* [YOUR INSTRUCTIONS] Beginning with the first line, please repeat the entries exactly and end on the line that contains "d.push_back(10.0);".

**** EXCERPTED DATA ****

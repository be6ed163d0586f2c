//! Next-departure predictions for 511 transit stops.
//!
//! Answers "when is the next bus at stop X": fetches the 511 XML feed for a
//! stop code and turns it into one schedule line per route.

pub mod domain;
pub mod muni;
#[cfg(test)]
mod test {
    use super::*;

    fn collected(d: &CircularDeque<f64>) -> Vec<f64> {
        d.values().cloned().collect()
    }

    #[test]
    fn push_front_works() {
        let mut d = CircularDeque::new();
        d.push_front(10.0);

        assert_eq!(Ok(&10.0), d.front());
        assert_eq!(Ok(&10.0), d.back());

        d.push_front(11.0);

        assert_eq!(Ok(&11.0), d.front());
        assert_eq!(Ok(&10.0), d.back());
    }

    #[test]
    fn push_back_works() {
        let mut d = CircularDeque::new();
        d.push_back(10.0);
        d.push_back(11.0);

        assert_eq!(Ok(&10.0), d.front());
        assert_eq!(Ok(&11.0), d.back());
    }

    #[test]
    fn mixed_pushes_order_front_to_back() {
        let mut d = CircularDeque::new();
        d.push_back(1.0);
        d.push_back(2.0);
        d.push_front(0.0);

        assert_eq!(vec![0.0, 1.0, 2.0], collected(&d));
        assert_eq!(Ok(&0.0), d.front());
        assert_eq!(Ok(&2.0), d.back());
        assert_eq!(3, d.len());
    }

    #[test]
    fn back_query_after_second_push() {
        let mut d = CircularDeque::new();
        d.push_back(1.0);
        d.push_back(2.0);

        assert_eq!(Ok(&2.0), d.back());
        assert_eq!(Ok(&1.0), d.front());
    }

    #[test]
    fn push_front_pop_front_round_trips() {
        let mut d = CircularDeque::new();
        d.push_back(1.0);
        d.push_back(2.0);

        let before = collected(&d);
        d.push_front(99.0);
        assert_eq!(Ok(99.0), d.pop_front());

        assert_eq!(before, collected(&d));
        assert_eq!(2, d.len());
    }

    #[test]
    fn pops_drain_to_empty() {
        let mut d = CircularDeque::new();
        d.push_back(1.0);
        d.push_back(2.0);
        d.push_back(3.0);

        assert_eq!(Ok(1.0), d.pop_front());
        assert_eq!(Ok(2.0), d.pop_front());
        assert_eq!(Ok(3.0), d.pop_front());

        assert!(d.is_empty());
        assert_eq!(0, d.len());
        assert_eq!(Err(DequeError::Empty), d.pop_front());
    }

    #[test]
    fn empty_deque_operations_report_empty() {
        let mut d: CircularDeque<f64> = CircularDeque::new();

        assert_eq!(Err(DequeError::Empty), d.front());
        assert_eq!(Err(DequeError::Empty), d.back());
        assert_eq!(Err(DequeError::Empty), d.pop_front());
        assert_eq!(Err(DequeError::Empty), d.pop_back());

        // The deque stays usable after a failed operation.
        d.push_back(1.0);
        assert_eq!(Ok(&1.0), d.front());
    }

    #[test]
    fn is_empty_tracks_pushes_and_pops() {
        let mut d = CircularDeque::new();
        assert!(d.is_empty());

        d.push_back(1.0);
        assert!(!d.is_empty());

        d.pop_back().unwrap();
        assert!(d.is_empty());
    }

    #[test]
    fn counts_work_as_expected() {
        let mut d = CircularDeque::new();
        d.push_front(10.0);
        d.push_front(11.0);
        assert_eq!(2, d.len());
        assert_eq!(0, d.len_freelist());

        d.pop_back().unwrap();
        assert_eq!(1, d.len());
        assert_eq!(1, d.len_freelist());

        d.pop_back().unwrap();
        assert_eq!(0, d.len());
        assert_eq!(2, d.len_freelist());

        d.push_front(12.0);
        assert_eq!(1, d.len());
        assert_eq!(1, d.len_freelist());

        d.push_front(13.0);
        assert_eq!(2, d.len());
        assert_eq!(0, d.len_freelist());
    }

    #[test]
    fn with_capacity_preallocates_free_list() {
        let mut d = CircularDeque::with_capacity(3);
        assert_eq!(3, d.len_freelist());
        assert_eq!(0, d.len());

        d.push_front(1.0);
        assert_eq!(2, d.len_freelist());
        assert_eq!(1, d.len());

        // The underlying capacity should not have changed.
        assert!(d.capacity() >= 3);

        d.push_front(2.0);
        d.push_front(3.0);
        d.push_front(4.0);

        assert_eq!(0, d.len_freelist());
        assert_eq!(4, d.len());
    }

    #[test]
    fn try_push_reports_ok_under_normal_conditions() {
        let mut d = CircularDeque::new();

        assert_eq!(Ok(()), d.try_push_back(1.0));
        assert_eq!(Ok(()), d.try_push_front(0.0));

        assert_eq!(vec![0.0, 1.0], collected(&d));
    }

    #[test]
    fn reverse_flips_order() {
        let mut d = CircularDeque::new();
        d.push_back(1.0);
        d.push_back(2.0);
        d.push_front(0.0);

        d.reverse();

        assert_eq!(vec![2.0, 1.0, 0.0], collected(&d));
        assert_eq!(Ok(&2.0), d.front());
        assert_eq!(Ok(&0.0), d.back());
    }

    #[test]
    fn reverse_twice_is_identity() {
        let mut d = CircularDeque::new();
        d.push_back(1.0);
        d.push_back(2.0);
        d.push_back(3.0);
        d.push_front(0.0);

        let before = collected(&d);

        d.reverse();
        d.reverse();

        assert_eq!(before, collected(&d));
    }

    #[test]
    fn reverse_of_empty_and_single_is_noop() {
        let mut d: CircularDeque<f64> = CircularDeque::new();
        d.reverse();
        assert!(d.is_empty());

        d.push_back(1.0);
        d.reverse();
        assert_eq!(Ok(&1.0), d.front());
        assert_eq!(Ok(&1.0), d.back());
        assert_eq!(1, d.len());
    }

    #[test]
    fn reversed_deque_keeps_splicing_correctly() {
        let mut d = CircularDeque::new();
        d.push_back(1.0);
        d.push_back(2.0);
        d.push_back(3.0);

        d.reverse();
        d.push_front(4.0);
        d.push_back(0.0);

        assert_eq!(vec![4.0, 3.0, 2.0, 1.0, 0.0], collected(&d));
    }

    #[test]
    fn write_values_formats_like_print() {
        let mut d = CircularDeque::new();
        d.push_back(1.0);
        d.push_back(2.0);
        d.push_front(0.0);

        let mut out = Vec::new();
        d.write_values(&mut out).unwrap();

        assert_eq!(
            "0.000000  1.000000  2.000000  \n",
            String::from_utf8(out).unwrap()
        );
    }

    #[test]
    fn write_values_of_empty_is_bare_newline() {
        let d: CircularDeque<f64> = CircularDeque::new();

        let mut out = Vec::new();
        d.write_values(&mut out).unwrap();

        assert_eq!("\n", String::from_utf8(out).unwrap());
    }

    #[test]
    fn can_be_created_from_iterator() {
        let mut d: CircularDeque<f64> = (0..5).map(f64::from).collect();

        assert_eq!(Ok(0.0), d.pop_front());
        assert_eq!(Ok(1.0), d.pop_front());
        assert_eq!(Ok(2.0), d.pop_front());
        assert_eq!(Ok(3.0), d.pop_front());
        assert_eq!(Ok(4.0), d.pop_front());
        assert_eq!(Err(DequeError::Empty), d.pop_front());
    }

    #[test]
    fn debug_string() {
        let mut d: CircularDeque<u8> = CircularDeque::new();

        d.push_back(1);
        d.push_back(2);
        d.push_back(3);

        assert_eq!("[1, 2, 3]", format!("{:?}", d));
    }
}
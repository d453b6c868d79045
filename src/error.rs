use std::path::PathBuf;
use thiserror::Error;

#[derive(Debug, Error)]
pub enum ConvertError {
    #[error("Failed to decode {path:?}: {message}")]
    Decode { path: PathBuf, message: String },

    #[error("Failed to encode {path:?}: {message}")]
    Encode { path: PathBuf, message: String },

    #[error("Converted but failed to remove original {path:?}: {message}")]
    Replace { path: PathBuf, message: String },

    #[error("Traversal error: {0}")]
    Traversal(#[from] walkdir::Error),

    #[error("Invalid quality value: {0}. Must be between 0 and 100")]
    InvalidQuality(u8),

    #[error("Invalid worker count: {0}. Must be at least 1")]
    InvalidWorkerCount(usize),

    #[error("Input directory not found: {0}")]
    RootNotFound(PathBuf),

    #[error("Input path is not a directory: {0}")]
    NotADirectory(PathBuf),

    #[error("Failed to build worker pool: {0}")]
    ThreadPool(#[from] rayon::ThreadPoolBuildError),
}

impl ConvertError {
    pub fn decode(path: impl Into<PathBuf>, message: impl ToString) -> Self {
        ConvertError::Decode {
            path: path.into(),
            message: message.to_string(),
        }
    }

    pub fn encode(path: impl Into<PathBuf>, message: impl ToString) -> Self {
        ConvertError::Encode {
            path: path.into(),
            message: message.to_string(),
        }
    }

    pub fn replace(path: impl Into<PathBuf>, message: impl ToString) -> Self {
        ConvertError::Replace {
            path: path.into(),
            message: message.to_string(),
        }
    }

    /// Short tag used in log lines.
    pub fn kind(&self) -> &'static str {
        match self {
            ConvertError::Decode { .. } => "decode",
            ConvertError::Encode { .. } => "encode",
            ConvertError::Replace { .. } => "replace",
            ConvertError::Traversal(_) => "traversal",
            ConvertError::InvalidQuality(_) | ConvertError::InvalidWorkerCount(_) => "config",
            ConvertError::RootNotFound(_) | ConvertError::NotADirectory(_) => "root",
            ConvertError::ThreadPool(_) => "pool",
        }
    }
}

pub type Result<T> = std::result::Result<T, ConvertError>;
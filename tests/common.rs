#![allow(dead_code)]

use image::{DynamicImage, Rgb, RgbImage, Rgba, RgbaImage};
use img_webpify::{
    BatchEvent, CodecError, DecodedImage, EncodeMode, ImageCodec, Reporter, WebpCodec,
};
use std::fs;
use std::path::{Path, PathBuf};
use std::sync::Mutex;

pub fn opaque_image(width: u32, height: u32) -> RgbImage {
    RgbImage::from_fn(width, height, |x, y| {
        Rgb([(x % 256) as u8, (y % 256) as u8, ((x + y) % 256) as u8])
    })
}

pub fn alpha_image(width: u32, height: u32) -> RgbaImage {
    RgbaImage::from_fn(width, height, |x, y| {
        let alpha = if (x + y) % 3 == 0 { 64 } else { 255 };
        Rgba([(x % 256) as u8, 200, (y % 256) as u8, alpha])
    })
}

pub fn write_opaque_jpeg(path: &Path) {
    opaque_image(64, 48).save(path).unwrap();
}

pub fn write_alpha_png(path: &Path) {
    alpha_image(40, 40).save(path).unwrap();
}

/// Lays out the four-file scenario: opaque JPEG, PNG with alpha, SVG, WebP.
pub fn create_mixed_directory(dir: &Path) {
    write_opaque_jpeg(&dir.join("a.jpg"));
    write_alpha_png(&dir.join("b.png"));
    fs::write(
        dir.join("c.svg"),
        br#"<svg xmlns="http://www.w3.org/2000/svg" width="1" height="1"/>"#,
    )
    .unwrap();
    fs::write(dir.join("d.webp"), b"RIFF\0\0\0\0WEBP").unwrap();
}

/// Creates `count` opaque JPEGs spread over nested subdirectories.
pub fn create_nested_images(dir: &Path, count: usize) -> Vec<PathBuf> {
    (0..count)
        .map(|i| {
            let sub = dir.join(format!("level{}", i % 3)).join(format!("inner{}", i % 2));
            fs::create_dir_all(&sub).unwrap();
            let path = sub.join(format!("img{}.jpg", i));
            write_opaque_jpeg(&path);
            path
        })
        .collect()
}

#[derive(Debug, Clone, PartialEq)]
pub enum Recorded {
    Converted { source: PathBuf, mode: EncodeMode },
    Skipped(PathBuf),
    Failed(PathBuf),
    Collision(PathBuf),
    Replaced(PathBuf),
    ReplaceFailed,
}

#[derive(Default)]
pub struct RecordingReporter {
    events: Mutex<Vec<Recorded>>,
}

impl RecordingReporter {
    pub fn events(&self) -> Vec<Recorded> {
        self.events.lock().unwrap().clone()
    }

    pub fn mode_for(&self, file_name: &str) -> Option<EncodeMode> {
        self.events().into_iter().find_map(|event| match event {
            Recorded::Converted { source, mode }
                if source.file_name().and_then(|n| n.to_str()) == Some(file_name) =>
            {
                Some(mode)
            }
            _ => None,
        })
    }
}

impl Reporter for RecordingReporter {
    fn report(&self, event: &BatchEvent<'_>) {
        let recorded = match event {
            BatchEvent::Converted { source, mode, .. } => Recorded::Converted {
                source: source.to_path_buf(),
                mode: *mode,
            },
            BatchEvent::Skipped { path, .. } => Recorded::Skipped(path.to_path_buf()),
            BatchEvent::Failed { path, .. } => Recorded::Failed(path.to_path_buf()),
            BatchEvent::TargetCollision { path, .. } => Recorded::Collision(path.to_path_buf()),
            BatchEvent::Replaced { path } => Recorded::Replaced(path.to_path_buf()),
            BatchEvent::ReplaceFailed { .. } => Recorded::ReplaceFailed,
            _ => return,
        };
        self.events.lock().unwrap().push(recorded);
    }
}

/// Delegates to the real codec and remembers every decoded path.
#[derive(Default)]
pub struct TrackingCodec {
    decoded: Mutex<Vec<PathBuf>>,
}

impl TrackingCodec {
    pub fn decoded_paths(&self) -> Vec<PathBuf> {
        self.decoded.lock().unwrap().clone()
    }
}

impl ImageCodec for TrackingCodec {
    fn decode(&self, path: &Path) -> Result<DecodedImage, CodecError> {
        self.decoded.lock().unwrap().push(path.to_path_buf());
        WebpCodec.decode(path)
    }

    fn encode(&self, image: &DynamicImage, mode: EncodeMode) -> Result<Vec<u8>, CodecError> {
        WebpCodec.encode(image, mode)
    }
}

/// Decodes for real, always fails to encode.
pub struct BrokenEncoder;

impl ImageCodec for BrokenEncoder {
    fn decode(&self, path: &Path) -> Result<DecodedImage, CodecError> {
        WebpCodec.decode(path)
    }

    fn encode(&self, _image: &DynamicImage, _mode: EncodeMode) -> Result<Vec<u8>, CodecError> {
        Err(CodecError::Webp("disk full".to_string()))
    }
}
//! Size formatting helpers shared by the logger and the converter.

/// Format file size in human-readable format
///
/// # Arguments
/// * `bytes` - Size in bytes
///
/// # Returns
/// * Human-readable size string (e.g., "1.2 MB", "512 KB")
pub fn format_file_size(bytes: u64) -> String {
    const UNITS: &[&str] = &["B", "KB", "MB", "GB", "TB"];
    const THRESHOLD: f64 = 1024.0;

    if bytes == 0 {
        return "0 B".to_string();
    }

    let mut size = bytes as f64;
    let mut unit_index = 0;

    while size >= THRESHOLD && unit_index < UNITS.len() - 1 {
        size /= THRESHOLD;
        unit_index += 1;
    }

    if unit_index == 0 {
        format!("{} {}", bytes, UNITS[unit_index])
    } else {
        format!("{:.1} {}", size, UNITS[unit_index])
    }
}

/// Percentage saved by the conversion, `(1 - output/source) * 100`.
///
/// Negative when the output grew. An empty source reports `0.0`.
pub fn savings_percent(source_size: u64, output_size: u64) -> f64 {
    if source_size == 0 {
        return 0.0;
    }
    (1.0 - output_size as f64 / source_size as f64) * 100.0
}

****

* [FINISHED TASK]
repository be6ed163d0586f2c
//! Next-departure predictions for 511 transit stops.
//!
//! Answers "when is the next bus at stop X": fetches the 511 XML feed for a
//! stop code and turns it into one schedule line per route.

pub mod domain;
pub mod muni;
#[cfg(test)]
mod test {
    use super::*;

    fn collected(d: &CircularDeque<f64>) -> Vec<f64> {
        d.values().cloned().collect()
    }

    #[test]
    fn push_front_works() {
        let mut d = CircularDeque::new();
        d.push_front(10.0);

        assert_eq!(Ok(&10.0), d.front());
        assert_eq!(Ok(&10.0), d.back());

        d.push_front(11.0);

        assert_eq!(Ok(&11.0), d.front());
        assert_eq!(Ok(&10.0), d.back());
    }

    #[test]
    fn push_back_works() {
        let mut d = CircularDeque::new();
        d.push_back(10.0);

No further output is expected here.